About this task
What is needed is the whole of the data, set down exactly.

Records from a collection
//! Annotation settings: where to read and write, what to draw and how.
//!
//! The defaults reproduce the stock plate annotation (green ROI around the
//! vehicle, veiled caption box with the plate number above it).

use serde::{Deserialize, Serialize};
use std::ffi::OsStr;
use std::fs;
use std::path::{Path, PathBuf};

const DEFAULT_INPUT: &str = "../Basic_Operations/assignment-001-given.jpg";
const DEFAULT_OUTPUT: &str = "myResults.jpg";
const DEFAULT_TITLE: &str = "Image";
const DEFAULT_CAPTION: &str = "RAH972U";
const GREEN: [u8; 3] = [0, 255, 0];
const BLACK: [u8; 3] = [0, 0, 0];

/// Errors raised while reading a configuration file.
#[derive(Debug, thiserror::Error)]
pub enum ConfigError {
    #[error("failed to read config {path}: {source}")]
    Io {
        path: PathBuf,
        #[source]
        source: std::io::Error,
    },

    #[error("invalid TOML config: {0}")]
    Toml(#[from] toml::de::Error),

    #[error("invalid JSON config: {0}")]
    Json(#[from] serde_json::Error),

    #[error("unsupported config format for {0} (expected .toml or .json)")]
    UnsupportedFormat(PathBuf),

    #[error("cannot render config as TOML: {0}")]
    Render(#[from] toml::ser::Error),
}

/// Inclusive, axis-aligned pixel rectangle given by two opposite corners.
#[derive(Debug, Clone, Copy, PartialEq, Eq, Serialize, Deserialize)]
pub struct Corners {
    pub x1: i32,
    pub y1: i32,
    pub x2: i32,
    pub y2: i32,
}

impl Corners {
    pub const fn new(x1: i32, y1: i32, x2: i32, y2: i32) -> Self {
        Self { x1, y1, x2, y2 }
    }

    /// Horizontal distance between the corners (not the pixel count),
    /// saturating at the `i32` range.
    pub fn width(&self) -> i32 {
        saturate(i64::from(self.x2) - i64::from(self.x1))
    }

    /// Vertical distance between the corners (not the pixel count),
    /// saturating at the `i32` range.
    pub fn height(&self) -> i32 {
        saturate(i64::from(self.y2) - i64::from(self.y1))
    }

    pub fn is_ordered(&self) -> bool {
        self.x1 < self.x2 && self.y1 < self.y2
    }

    pub fn contains(&self, x: i32, y: i32) -> bool {
        (self.x1..=self.x2).contains(&x) && (self.y1..=self.y2).contains(&y)
    }
}

pub(crate) fn saturate(value: i64) -> i32 {
    value.clamp(i64::from(i32::MIN), i64::from(i32::MAX)) as i32
}

#[derive(Debug, Clone, PartialEq, Serialize, Deserialize)]
#[serde(default)]
pub struct OutlineStyle {
    pub color: [u8; 3],
    /// Stroke width in pixels; zero or negative fills the rectangle.
    pub thickness: i32,
    pub corners: Corners,
}

impl Default for OutlineStyle {
    fn default() -> Self {
        Self {
            color: GREEN,
            thickness: 6,
            corners: Corners::new(261, 198, 989, 924),
        }
    }
}

#[derive(Debug, Clone, PartialEq, Serialize, Deserialize)]
#[serde(default)]
pub struct CaptionStyle {
    pub text: String,
    /// Multiplier applied to the base glyph height.
    pub scale: f32,
    pub thickness: i32,
    pub color: [u8; 3],
    /// TTF/OTF face to use instead of the embedded one.
    pub font_path: Option<PathBuf>,
    /// Box the text is centered in; also the veiled region.
    pub corners: Corners,
}

impl Default for CaptionStyle {
    fn default() -> Self {
        Self {
            text: DEFAULT_CAPTION.to_string(),
            scale: 3.2,
            thickness: 7,
            color: GREEN,
            font_path: None,
            corners: Corners::new(809, 73, 1266, 194),
        }
    }
}

#[derive(Debug, Clone, PartialEq, Serialize, Deserialize)]
#[serde(default)]
pub struct VeilStyle {
    pub color: [u8; 3],
    /// Weight of the veil color in the blend, clamped to `[0, 1]`.
    pub alpha: f32,
}

impl Default for VeilStyle {
    fn default() -> Self {
        Self {
            color: BLACK,
            alpha: 0.4,
        }
    }
}

impl VeilStyle {
    pub fn clamped_alpha(&self) -> f32 {
        self.alpha.clamp(0.0, 1.0)
    }
}

#[derive(Debug, Clone, PartialEq, Serialize, Deserialize)]
#[serde(default)]
pub struct DisplaySettings {
    pub enabled: bool,
    pub title: String,
}

impl Default for DisplaySettings {
    fn default() -> Self {
        Self {
            enabled: true,
            title: DEFAULT_TITLE.to_string(),
        }
    }
}

/// Everything one annotation run needs. Built once, consumed by
/// [`crate::annotate::run`].
#[derive(Debug, Clone, PartialEq, Serialize, Deserialize)]
#[serde(default)]
pub struct AnnotationConfig {
    pub input: PathBuf,
    pub output: PathBuf,
    pub outline: OutlineStyle,
    pub caption: CaptionStyle,
    pub veil: VeilStyle,
    pub display: DisplaySettings,
}

impl Default for AnnotationConfig {
    fn default() -> Self {
        Self {
            input: PathBuf::from(DEFAULT_INPUT),
            output: PathBuf::from(DEFAULT_OUTPUT),
            outline: OutlineStyle::default(),
            caption: CaptionStyle::default(),
            veil: VeilStyle::default(),
            display: DisplaySettings::default(),
        }
    }
}

impl AnnotationConfig {
    /// Reads a `.toml` or `.json` file. Keys left out keep their defaults.
    pub fn from_file(path: &Path) -> Result<Self, ConfigError> {
        let contents = fs::read_to_string(path).map_err(|source| ConfigError::Io {
            path: path.to_path_buf(),
            source,
        })?;

        let ext = path
            .extension()
            .and_then(OsStr::to_str)
            .map(str::to_ascii_lowercase);
        match ext.as_deref() {
            Some("toml") => Self::from_toml_str(&contents),
            Some("json") => Ok(serde_json::from_str(&contents)?),
            _ => Err(ConfigError::UnsupportedFormat(path.to_path_buf())),
        }
    }

    pub fn from_toml_str(contents: &str) -> Result<Self, ConfigError> {
        Ok(toml::from_str(contents)?)
    }

    pub fn to_toml_string(&self) -> Result<String, ConfigError> {
        Ok(toml::to_string_pretty(self)?)
    }
}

Output
//! Annotation settings: where to read and write, what to draw and how.
//!
//! The defaults reproduce the stock plate annotation (green ROI around the
//! vehicle, veiled caption box with the plate number above it).

use serde::{Deserialize, Serialize};
use std::ffi::OsStr;
use std::fs;
use std::path::{Path, PathBuf};

const DEFAULT_INPUT: &str = "../Basic_Operations/assignment-001-given.jpg";
const DEFAULT_OUTPUT: &str = "myResults.jpg";
const DEFAULT_TITLE: &str = "Image";
const DEFAULT_CAPTION: &str = "RAH972U";
const GREEN: [u8; 3] = [0, 255, 0];
const BLACK: [u8; 3] = [0, 0, 0];

/// Errors raised while reading a configuration file.
#[derive(Debug, thiserror::Error)]
pub enum ConfigError {
    #[error("failed to read config {path}: {source}")]
    Io {
        path: PathBuf,
        #[source]
        source: std::io::Error,
    },

    #[error("invalid TOML config: {0}")]
    Toml(#[from] toml::de::Error),

    #[error("invalid JSON config: {0}")]
    Json(#[from] serde_json::Error),

    #[error("unsupported config format for {0} (expected .toml or .json)")]
    UnsupportedFormat(PathBuf),

    #[error("cannot render config as TOML: {0}")]
    Render(#[from] toml::ser::Error),
}

/// Inclusive, axis-aligned pixel rectangle given by two opposite corners.
#[derive(Debug, Clone, Copy, PartialEq, Eq, Serialize, Deserialize)]
pub struct Corners {
    pub x1: i32,
    pub y1: i32,
    pub x2: i32,
    pub y2: i32,
}

impl Corners {
    pub const fn new(x1: i32, y1: i32, x2: i32, y2: i32) -> Self {
        Self { x1, y1, x2, y2 }
    }

    /// Horizontal distance between the corners (not the pixel count),
    /// saturating at the `i32` range.
    pub fn width(&self) -> i32 {
        saturate(i64::from(self.x2) - i64::from(self.x1))
    }

    /// Vertical distance between the corners (not the pixel count),
    /// saturating at the `i32` range.
    pub fn height(&self) -> i32 {
        saturate(i64::from(self.y2) - i64::from(self.y1))
    }

    pub fn is_ordered(&self) -> bool {
        self.x1 < self.x2 && self.y1 < self.y2
    }

    pub fn contains(&self, x: i32, y: i32) -> bool {
        (self.x1..=self.x2).contains(&x) && (self.y1..=self.y2).contains(&y)
    }
}

pub(crate) fn saturate(value: i64) -> i32 {
    value.clamp(i64::from(i32::MIN), i64::from(i32::MAX)) as i32
}

#[derive(Debug, Clone, PartialEq, Serialize, Deserialize)]
#[serde(default)]
pub struct OutlineStyle {
    pub color: [u8; 3],
    /// Stroke width in pixels; zero or negative fills the rectangle.
    pub thickness: i32,
    pub corners: Corners,
}

impl Default for OutlineStyle {
    fn default() -> Self {
        Self {
            color: GREEN,
            thickness: 6,
            corners: Corners::new(261, 198, 989, 924),
        }
    }
}

#[derive(Debug, Clone, PartialEq, Serialize, Deserialize)]
#[serde(default)]
pub struct CaptionStyle {
    pub text: String,
    /// Multiplier applied to the base glyph height.
    pub scale: f32,
    pub thickness: i32,
    pub color: [u8; 3],
    /// TTF/OTF face to use instead of the embedded one.
    pub font_path: Option<PathBuf>,
    /// Box the text is centered in; also the veiled region.
    pub corners: Corners,
}

impl Default for CaptionStyle {
    fn default() -> Self {
        Self {
            text: DEFAULT_CAPTION.to_string(),
            scale: 3.2,
            thickness: 7,
            color: GREEN,
            font_path: None,
            corners: Corners::new(809, 73, 1266, 194),
        }
    }
}

#[derive(Debug, Clone, PartialEq, Serialize, Deserialize)]
#[serde(default)]
pub struct VeilStyle {
    pub color: [u8; 3],
    /// Weight of the veil color in the blend, clamped to `[0, 1]`.
    pub alpha: f32,
}

impl Default for VeilStyle {
    fn default() -> Self {
        Self {
            color: BLACK,
            alpha: 0.4,
        }
    }
}

impl VeilStyle {
    pub fn clamped_alpha(&self) -> f32 {
        self.alpha.clamp(0.0, 1.0)
    }
}

#[derive(Debug, Clone, PartialEq, Serialize, Deserialize)]
#[serde(default)]
pub struct DisplaySettings {
    pub enabled: bool,
    pub title: String,
}

impl Default for DisplaySettings {
    fn default() -> Self {
        Self {
            enabled: true,
            title: DEFAULT_TITLE.to_string(),
        }
    }
}

/// Everything one annotation run needs. Built once, consumed by
/// [`crate::annotate::run`].
#[derive(Debug, Clone, PartialEq, Serialize, Deserialize)]
#[serde(default)]
pub struct AnnotationConfig {
    pub input: PathBuf,
    pub output: PathBuf,
    pub outline: OutlineStyle,
    pub caption: CaptionStyle,
    pub veil: VeilStyle,
    pub display: DisplaySettings,
}

impl Default for AnnotationConfig {
    fn default() -> Self {
        Self {
            input: PathBuf::from(DEFAULT_INPUT),
            output: PathBuf::from(DEFAULT_OUTPUT),
            outline: OutlineStyle::default(),
            caption: CaptionStyle::default(),
            veil: VeilStyle::default(),
            display: DisplaySettings::default(),
        }
    }
}

impl AnnotationConfig {
    /// Reads a `.toml` or `.json` file. Keys left out keep their defaults.
    pub fn from_file(path: &Path) -> Result<Self, ConfigError> {
        let contents = fs::read_to_string(path).map_err(|source| ConfigError::Io {
            path: path.to_path_buf(),
            source,
        })?;

        let ext = path
            .extension()
            .and_then(OsStr::to_str)
            .map(str::to_ascii_lowercase);
        match ext.as_deref() {
            Some("toml") => Self::from_toml_str(&contents),
            Some("json") => Ok(serde_json::from_str(&contents)?),
            _ => Err(ConfigError::UnsupportedFormat(path.to_path_buf())),
        }
    }

    pub fn from_toml_str(contents: &str) -> Result<Self, ConfigError> {
        Ok(toml::from_str(contents)?)
    }

    pub fn to_toml_string(&self) -> Result<String, ConfigError> {
        Ok(toml::to_string_pretty(self)?)
    }
}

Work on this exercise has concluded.